DATA TO PROCESS:
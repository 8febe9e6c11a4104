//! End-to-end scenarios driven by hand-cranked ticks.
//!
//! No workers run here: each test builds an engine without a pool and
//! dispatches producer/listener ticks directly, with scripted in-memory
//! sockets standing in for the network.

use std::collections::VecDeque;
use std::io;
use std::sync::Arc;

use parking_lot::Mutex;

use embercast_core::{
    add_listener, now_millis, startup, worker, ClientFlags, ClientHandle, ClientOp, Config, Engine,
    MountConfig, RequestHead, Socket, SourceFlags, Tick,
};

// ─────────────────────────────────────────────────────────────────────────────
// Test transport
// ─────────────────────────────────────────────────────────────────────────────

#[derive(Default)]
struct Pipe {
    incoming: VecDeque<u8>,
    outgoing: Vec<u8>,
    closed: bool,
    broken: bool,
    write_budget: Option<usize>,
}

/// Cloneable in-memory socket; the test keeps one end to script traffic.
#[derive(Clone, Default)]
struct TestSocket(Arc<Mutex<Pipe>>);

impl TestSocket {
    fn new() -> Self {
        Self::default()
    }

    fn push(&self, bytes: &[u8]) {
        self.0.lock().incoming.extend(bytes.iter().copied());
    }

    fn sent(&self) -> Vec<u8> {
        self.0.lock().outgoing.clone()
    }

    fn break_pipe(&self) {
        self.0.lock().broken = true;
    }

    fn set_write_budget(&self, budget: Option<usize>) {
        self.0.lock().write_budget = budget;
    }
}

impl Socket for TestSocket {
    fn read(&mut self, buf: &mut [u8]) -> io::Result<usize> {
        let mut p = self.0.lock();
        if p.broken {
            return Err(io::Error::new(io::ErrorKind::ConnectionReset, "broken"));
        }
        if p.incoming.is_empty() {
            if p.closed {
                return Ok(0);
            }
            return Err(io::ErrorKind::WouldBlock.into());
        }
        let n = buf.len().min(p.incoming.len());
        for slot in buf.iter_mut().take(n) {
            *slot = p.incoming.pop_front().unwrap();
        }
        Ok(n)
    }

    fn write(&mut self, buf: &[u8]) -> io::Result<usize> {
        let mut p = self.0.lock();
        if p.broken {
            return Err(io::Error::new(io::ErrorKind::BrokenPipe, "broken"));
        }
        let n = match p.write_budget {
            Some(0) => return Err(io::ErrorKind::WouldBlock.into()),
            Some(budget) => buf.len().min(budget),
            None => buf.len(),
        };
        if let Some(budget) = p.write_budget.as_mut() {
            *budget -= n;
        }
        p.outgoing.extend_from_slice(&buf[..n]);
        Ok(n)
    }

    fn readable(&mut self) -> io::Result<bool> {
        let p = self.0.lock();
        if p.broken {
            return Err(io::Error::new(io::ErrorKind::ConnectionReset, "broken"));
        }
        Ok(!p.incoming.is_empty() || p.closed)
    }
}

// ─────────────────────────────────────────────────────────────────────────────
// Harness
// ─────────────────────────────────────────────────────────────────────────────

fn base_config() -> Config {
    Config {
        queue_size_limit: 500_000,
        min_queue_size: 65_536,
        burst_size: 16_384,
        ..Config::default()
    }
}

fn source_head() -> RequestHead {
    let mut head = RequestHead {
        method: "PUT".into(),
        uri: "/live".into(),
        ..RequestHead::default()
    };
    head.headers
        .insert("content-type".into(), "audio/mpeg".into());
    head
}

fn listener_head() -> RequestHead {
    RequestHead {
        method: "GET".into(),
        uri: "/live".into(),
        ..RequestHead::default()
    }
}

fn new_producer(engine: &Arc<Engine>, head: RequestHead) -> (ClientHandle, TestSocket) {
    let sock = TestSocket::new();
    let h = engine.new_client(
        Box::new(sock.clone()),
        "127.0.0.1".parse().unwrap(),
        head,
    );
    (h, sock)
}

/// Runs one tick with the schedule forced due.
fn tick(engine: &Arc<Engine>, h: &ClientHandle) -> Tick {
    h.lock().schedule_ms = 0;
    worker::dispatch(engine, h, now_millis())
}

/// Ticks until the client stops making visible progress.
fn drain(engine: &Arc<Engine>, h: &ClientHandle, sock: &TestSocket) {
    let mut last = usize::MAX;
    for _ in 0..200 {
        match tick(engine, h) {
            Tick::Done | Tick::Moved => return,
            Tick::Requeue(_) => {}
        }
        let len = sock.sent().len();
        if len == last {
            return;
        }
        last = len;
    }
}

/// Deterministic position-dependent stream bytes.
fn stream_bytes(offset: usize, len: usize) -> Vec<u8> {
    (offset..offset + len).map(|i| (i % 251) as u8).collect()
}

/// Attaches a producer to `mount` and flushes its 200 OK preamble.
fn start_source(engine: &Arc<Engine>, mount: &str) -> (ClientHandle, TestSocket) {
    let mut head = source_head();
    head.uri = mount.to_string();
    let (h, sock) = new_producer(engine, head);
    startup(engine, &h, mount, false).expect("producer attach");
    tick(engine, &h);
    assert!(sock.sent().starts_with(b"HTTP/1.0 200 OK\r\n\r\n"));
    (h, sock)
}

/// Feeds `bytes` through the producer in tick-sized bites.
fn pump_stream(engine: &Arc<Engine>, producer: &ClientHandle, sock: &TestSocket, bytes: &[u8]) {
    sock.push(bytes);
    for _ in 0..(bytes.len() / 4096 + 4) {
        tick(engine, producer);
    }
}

--

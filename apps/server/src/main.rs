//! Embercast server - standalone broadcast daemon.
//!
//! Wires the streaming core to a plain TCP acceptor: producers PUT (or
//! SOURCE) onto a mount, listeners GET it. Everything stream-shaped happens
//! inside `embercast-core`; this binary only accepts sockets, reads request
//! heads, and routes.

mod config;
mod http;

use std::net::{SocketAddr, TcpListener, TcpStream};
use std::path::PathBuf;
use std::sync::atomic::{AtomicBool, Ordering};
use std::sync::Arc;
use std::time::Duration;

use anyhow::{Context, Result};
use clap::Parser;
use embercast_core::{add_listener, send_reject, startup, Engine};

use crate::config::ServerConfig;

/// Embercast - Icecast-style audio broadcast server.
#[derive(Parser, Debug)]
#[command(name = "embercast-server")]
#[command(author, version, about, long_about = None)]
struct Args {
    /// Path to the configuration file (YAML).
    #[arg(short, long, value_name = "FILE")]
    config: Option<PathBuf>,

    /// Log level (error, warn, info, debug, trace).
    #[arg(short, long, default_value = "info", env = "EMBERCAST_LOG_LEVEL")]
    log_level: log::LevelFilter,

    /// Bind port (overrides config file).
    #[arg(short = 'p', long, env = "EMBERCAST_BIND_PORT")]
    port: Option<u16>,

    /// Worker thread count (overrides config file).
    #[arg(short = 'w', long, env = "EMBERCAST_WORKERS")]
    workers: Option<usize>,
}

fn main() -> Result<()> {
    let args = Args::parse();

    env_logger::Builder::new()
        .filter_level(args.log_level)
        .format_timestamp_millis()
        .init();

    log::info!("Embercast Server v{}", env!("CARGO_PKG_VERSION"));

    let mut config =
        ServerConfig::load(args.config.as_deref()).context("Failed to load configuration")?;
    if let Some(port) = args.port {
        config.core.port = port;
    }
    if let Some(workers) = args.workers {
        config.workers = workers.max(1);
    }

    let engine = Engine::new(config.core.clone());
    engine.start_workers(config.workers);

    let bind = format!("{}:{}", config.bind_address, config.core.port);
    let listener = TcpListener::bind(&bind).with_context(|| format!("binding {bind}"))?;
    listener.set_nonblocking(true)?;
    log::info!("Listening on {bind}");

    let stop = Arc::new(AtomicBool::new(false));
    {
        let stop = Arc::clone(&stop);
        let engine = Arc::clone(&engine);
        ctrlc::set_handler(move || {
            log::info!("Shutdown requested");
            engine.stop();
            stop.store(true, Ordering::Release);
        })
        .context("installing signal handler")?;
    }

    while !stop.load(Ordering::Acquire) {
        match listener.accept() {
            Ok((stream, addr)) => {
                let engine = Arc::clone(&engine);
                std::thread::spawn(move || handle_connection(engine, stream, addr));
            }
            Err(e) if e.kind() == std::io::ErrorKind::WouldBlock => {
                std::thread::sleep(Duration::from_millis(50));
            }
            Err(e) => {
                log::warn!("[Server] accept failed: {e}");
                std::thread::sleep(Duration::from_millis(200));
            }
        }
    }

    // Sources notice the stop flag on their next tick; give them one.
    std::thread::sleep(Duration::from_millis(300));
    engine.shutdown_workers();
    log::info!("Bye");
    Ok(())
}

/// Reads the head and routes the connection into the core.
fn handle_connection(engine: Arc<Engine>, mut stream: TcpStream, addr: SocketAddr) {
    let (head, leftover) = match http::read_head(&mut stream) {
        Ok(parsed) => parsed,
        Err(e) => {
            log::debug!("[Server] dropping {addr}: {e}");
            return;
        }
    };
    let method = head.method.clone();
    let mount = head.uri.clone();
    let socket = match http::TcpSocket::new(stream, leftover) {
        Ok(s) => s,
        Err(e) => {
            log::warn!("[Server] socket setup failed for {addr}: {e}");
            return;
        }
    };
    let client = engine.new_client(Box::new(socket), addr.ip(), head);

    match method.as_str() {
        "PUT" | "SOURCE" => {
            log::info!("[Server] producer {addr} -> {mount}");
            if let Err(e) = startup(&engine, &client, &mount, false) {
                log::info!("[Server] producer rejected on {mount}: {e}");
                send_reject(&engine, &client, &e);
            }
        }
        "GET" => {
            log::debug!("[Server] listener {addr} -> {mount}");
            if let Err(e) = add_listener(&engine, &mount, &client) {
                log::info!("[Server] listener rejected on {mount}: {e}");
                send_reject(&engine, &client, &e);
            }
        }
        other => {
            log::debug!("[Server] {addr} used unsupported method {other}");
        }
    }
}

--

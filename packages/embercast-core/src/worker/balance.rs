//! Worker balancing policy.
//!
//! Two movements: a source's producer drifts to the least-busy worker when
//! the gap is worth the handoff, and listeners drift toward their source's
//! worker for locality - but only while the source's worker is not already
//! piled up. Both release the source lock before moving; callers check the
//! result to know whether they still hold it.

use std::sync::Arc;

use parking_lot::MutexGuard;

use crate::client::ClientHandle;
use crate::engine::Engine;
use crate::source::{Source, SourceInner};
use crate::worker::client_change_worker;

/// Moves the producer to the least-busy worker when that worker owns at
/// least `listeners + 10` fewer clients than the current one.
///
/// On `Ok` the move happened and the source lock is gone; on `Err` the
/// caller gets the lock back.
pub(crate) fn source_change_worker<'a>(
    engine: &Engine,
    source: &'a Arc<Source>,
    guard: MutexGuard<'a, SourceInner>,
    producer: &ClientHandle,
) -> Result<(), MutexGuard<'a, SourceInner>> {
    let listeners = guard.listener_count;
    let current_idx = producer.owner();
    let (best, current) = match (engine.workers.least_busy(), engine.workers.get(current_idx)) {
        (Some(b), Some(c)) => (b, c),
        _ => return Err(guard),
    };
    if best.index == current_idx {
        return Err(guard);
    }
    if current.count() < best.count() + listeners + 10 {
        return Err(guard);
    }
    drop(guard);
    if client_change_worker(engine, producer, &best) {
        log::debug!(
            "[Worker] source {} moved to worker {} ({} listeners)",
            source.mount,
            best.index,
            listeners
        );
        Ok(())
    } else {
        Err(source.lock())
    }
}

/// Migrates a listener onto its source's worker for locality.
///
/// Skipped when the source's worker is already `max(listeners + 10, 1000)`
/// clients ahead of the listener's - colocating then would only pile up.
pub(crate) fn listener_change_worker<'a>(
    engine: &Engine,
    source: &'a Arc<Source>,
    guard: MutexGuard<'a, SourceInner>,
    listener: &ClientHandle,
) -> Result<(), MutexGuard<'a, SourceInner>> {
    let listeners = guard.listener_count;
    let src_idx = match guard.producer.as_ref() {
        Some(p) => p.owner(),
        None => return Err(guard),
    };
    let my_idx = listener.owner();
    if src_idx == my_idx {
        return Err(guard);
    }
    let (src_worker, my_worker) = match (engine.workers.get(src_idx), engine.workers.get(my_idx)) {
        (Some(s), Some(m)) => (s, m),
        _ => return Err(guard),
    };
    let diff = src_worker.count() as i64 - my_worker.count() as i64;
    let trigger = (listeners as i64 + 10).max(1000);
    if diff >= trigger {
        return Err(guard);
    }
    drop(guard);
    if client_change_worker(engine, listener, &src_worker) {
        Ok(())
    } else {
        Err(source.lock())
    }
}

WHAT THE TASK ASKS: Check the entries above line by line and return each one containing the word "filename".

ANSWER:
filename apps/server/src/main.rs
filename packages/embercast-core/src/worker/balance.rs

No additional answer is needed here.